### [GOAL OF THE EXERCISE]
Begin at the line containing "#[cfg(test)]" in the data below and go on through the line containing "err = output.set_level(OutputLevel::High).await.unwrap_err();", repeating each line exactly; include both ends and no other line.

--- MATERIAL TO PROCESS Enclosed Below ---

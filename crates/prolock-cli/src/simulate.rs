//! Bench mode: mock devices driven by commands on stdin.

use prolock_core::{BiometricSlot, CardUid};
use prolock_hardware::RunFlag;
use prolock_hardware::mock::{MockBiometricHandle, MockRfidHandle};
use std::str::FromStr;
use thiserror::Error;
use tokio::io::{AsyncBufRead, AsyncBufReadExt};
use tracing::{debug, info, warn};

/// Confidence reported for `finger <slot>` without an explicit value.
const DEFAULT_CONFIDENCE: u16 = 200;

pub const HELP: &str = "\
commands:
  finger <slot> [confidence]  enrolled finger on the sensor
  unknown                     finger that matches no template
  smudge                      finger whose image cannot be templated
  readerror                   serial failure on the next image read
  card <hex>                  tap a proximity card
  help                        show this list
  quit                        stop the coordinator";

#[derive(Debug, Clone, PartialEq, Eq)]
pub enum SimCommand {
    Finger {
        slot: BiometricSlot,
        confidence: u16,
    },
    Unknown,
    Smudge,
    ReadError,
    Card(CardUid),
    Help,
    Quit,
}

#[derive(Debug, Error, PartialEq, Eq)]
pub enum ParseCommandError {
    #[error("empty command")]
    Empty,

    #[error("unknown command '{0}'")]
    Unknown(String),

    #[error("'{command}' expects {expected}")]
    Usage {
        command: &'static str,
        expected: &'static str,
    },

    #[error("'{0}' takes no arguments")]
    NoArguments(String),

    #[error("invalid card UID: {0}")]
    Card(String),
}

impl FromStr for SimCommand {
    type Err = ParseCommandError;

    fn from_str(line: &str) -> Result<Self, Self::Err> {
        let mut words = line.split_whitespace();
        let command = words.next().ok_or(ParseCommandError::Empty)?;
        let args: Vec<&str> = words.collect();

        let usage = |command, expected| ParseCommandError::Usage { command, expected };

        match (command.to_ascii_lowercase().as_str(), args.as_slice()) {
            ("finger", [slot]) => Ok(SimCommand::Finger {
                slot: slot.parse().map_err(|_| usage("finger", "a slot number"))?,
                confidence: DEFAULT_CONFIDENCE,
            }),
            ("finger", [slot, confidence]) => Ok(SimCommand::Finger {
                slot: slot.parse().map_err(|_| usage("finger", "a slot number"))?,
                confidence: confidence
                    .parse()
                    .map_err(|_| usage("finger", "a numeric confidence"))?,
            }),
            ("finger", _) => Err(usage("finger", "<slot> [confidence]")),
            ("card", [hex]) => CardUid::new(hex)
                .map(SimCommand::Card)
                .map_err(|e| ParseCommandError::Card(e.to_string())),
            ("card", _) => Err(usage("card", "<hex>")),
            ("unknown", []) => Ok(SimCommand::Unknown),
            ("smudge", []) => Ok(SimCommand::Smudge),
            ("readerror", []) => Ok(SimCommand::ReadError),
            ("help" | "?", []) => Ok(SimCommand::Help),
            ("quit" | "exit", []) => Ok(SimCommand::Quit),
            (other @ ("unknown" | "smudge" | "readerror" | "help" | "quit" | "exit"), _) => {
                Err(ParseCommandError::NoArguments(other.to_string()))
            }
            (other, _) => Err(ParseCommandError::Unknown(other.to_string())),
        }
    }
}

/// Mock device handles driven by the command loop.
#[derive(Debug, Clone)]
pub struct SimDevices {
    pub finger: MockBiometricHandle,
    pub card: MockRfidHandle,
}

/// Read commands until `quit`, end of input, or shutdown.
///
/// Stops `running` on exit so the poller tasks wind down.
pub async fn drive<R>(input: R, devices: SimDevices, running: RunFlag)
where
    R: AsyncBufRead + Unpin,
{
    let mut lines = input.lines();
    println!("{HELP}");

    while running.is_running() {
        let line = match lines.next_line().await {
            Ok(Some(line)) => line,
            Ok(None) => break,
            Err(e) => {
                warn!(error = %e, "stdin_read_failed");
                break;
            }
        };
        if line.trim().is_empty() {
            continue;
        }

        let command = match line.parse::<SimCommand>() {
            Ok(command) => command,
            Err(e) => {
                println!("{e}");
                continue;
            }
        };
        debug!(command = ?command, "sim_command");

        let result = match command {
            SimCommand::Finger { slot, confidence } => {
                devices.finger.place_finger(slot, confidence).await
            }
            SimCommand::Unknown => devices.finger.place_unknown_finger().await,
            SimCommand::Smudge => devices.finger.place_smudged_finger().await,
            SimCommand::ReadError => devices.finger.inject_read_error().await,
            SimCommand::Card(uid) => devices.card.tap(uid).await,
            SimCommand::Help => {
                println!("{HELP}");
                Ok(())
            }
            SimCommand::Quit => break,
        };

        if let Err(e) = result {
            warn!(error = %e, "sim_device_unavailable");
            break;
        }
    }

    info!("simulation_input_closed");
    running.stop();
}
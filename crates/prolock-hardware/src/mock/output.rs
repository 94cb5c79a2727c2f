//! Mock digital output for testing and development.
//!
//! The handle can observe the current level, drain the sequence of writes
//! and make subsequent writes fail.

use crate::{HardwareError, Result, traits::DigitalOutput, types::OutputLevel};
use std::sync::Arc;
use std::sync::atomic::{AtomicBool, Ordering};
use tokio::sync::{mpsc, watch};

/// Mock digital output pin.
#[derive(Debug)]
pub struct MockOutput {
    name: String,

    level_tx: watch::Sender<Option<OutputLevel>>,

    history_tx: mpsc::UnboundedSender<OutputLevel>,

    failing: Arc<AtomicBool>,
}

impl MockOutput {
    pub fn new(name: impl Into<String>) -> (Self, MockOutputHandle) {
        let (level_tx, level_rx) = watch::channel(None);
        let (history_tx, history_rx) = mpsc::unbounded_channel();
        let failing = Arc::new(AtomicBool::new(false));

        let output = Self {
            name: name.into(),
            level_tx,
            history_tx,
            failing: Arc::clone(&failing),
        };

        let handle = MockOutputHandle {
            level_rx,
            history_rx,
            failing,
        };

        (output, handle)
    }
}

impl DigitalOutput for MockOutput {
    async fn set_level(&mut self, level: OutputLevel) -> Result<()> {
        if self.failing.load(Ordering::SeqCst) {
            return Err(HardwareError::output(&self.name, "mock write failure"));
        }

        self.level_tx.send_replace(Some(level));
        // Handle may have been dropped; the level is still applied
        let _ = self.history_tx.send(level);
        Ok(())
    }

    fn name(&self) -> &str {
        &self.name
    }
}

/// Handle for observing a [`MockOutput`].
#[derive(Debug)]
pub struct MockOutputHandle {
    level_rx: watch::Receiver<Option<OutputLevel>>,

    history_rx: mpsc::UnboundedReceiver<OutputLevel>,

    failing: Arc<AtomicBool>,
}

impl MockOutputHandle {
    /// Last level written, or `None` if the pin was never driven.
    pub fn level(&self) -> Option<OutputLevel> {
        *self.level_rx.borrow()
    }

    /// Take every level written since the last call.
    pub fn drain_history(&mut self) -> Vec<OutputLevel> {
        let mut writes = Vec::new();
        while let Ok(level) = self.history_rx.try_recv() {
            writes.push(level);
        }
        writes
    }

    /// Make subsequent writes succeed or fail.
    pub fn set_failing(&self, failing: bool) {
        self.failing.store(failing, Ordering::SeqCst);
    }

    /// Wait until the output is driven to `level`.
    pub async fn wait_for(&mut self, level: OutputLevel) {
        // Sender lives as long as the output; an error means it was dropped
        let _ = self.level_rx.wait_for(|current| *current == Some(level)).await;
    }
}

#[cfg(test)]
mod tests {
    use super::*;

    #[tokio::test]
    async fn test_level_and_history() {
        let (mut output, mut handle) = MockOutput::new("lock");
        assert_eq!(handle.level(), None);

        output.set_level(OutputLevel::High).await.unwrap();
        output.set_level(OutputLevel::Low).await.unwrap();

        assert_eq!(handle.level(), Some(OutputLevel::Low));
        assert_eq!(
            handle.drain_history(),
            vec![OutputLevel::High, OutputLevel::Low]
        );
        assert!(handle.drain_history().is_empty());
        assert_eq!(output.name(), "lock");
    }

    #[tokio::test]
    async fn test_failing_write_keeps_level() {
        let (mut output, mut handle) = MockOutput::new("buzzer");
        output.set_level(OutputLevel::Low).await.unwrap();

        handle.set_failing(true);
        let err = output.set_level(OutputLevel::High).await.unwrap_err();
        assert!(matches!(err, HardwareError::Output { .. }));
        assert_eq!(handle.level(), Some(OutputLevel::Low));
        assert_eq!(handle.drain_history(), vec![OutputLevel::Low]);

        handle.set_failing(false);
        output.set_level(OutputLevel::High).await.unwrap();
        assert_eq!(handle.level(), Some(OutputLevel::High));
    }
}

--- End of Enclosed MATERIAL TO PROCESS ---

### [EXERCISE OUTPUT]
#[cfg(test)]
mod tests {
    use super::*;

    #[tokio::test]
    async fn test_level_and_history() {
        let (mut output, mut handle) = MockOutput::new("lock");
        assert_eq!(handle.level(), None);

        output.set_level(OutputLevel::High).await.unwrap();
        output.set_level(OutputLevel::Low).await.unwrap();

        assert_eq!(handle.level(), Some(OutputLevel::Low));
        assert_eq!(
            handle.drain_history(),
            vec![OutputLevel::High, OutputLevel::Low]
        );
        assert!(handle.drain_history().is_empty());
        assert_eq!(output.name(), "lock");
    }

    #[tokio::test]
    async fn test_failing_write_keeps_level() {
        let (mut output, mut handle) = MockOutput::new("buzzer");
        output.set_level(OutputLevel::Low).await.unwrap();

        handle.set_failing(true);
        let err = output.set_level(OutputLevel::High).await.unwrap_err();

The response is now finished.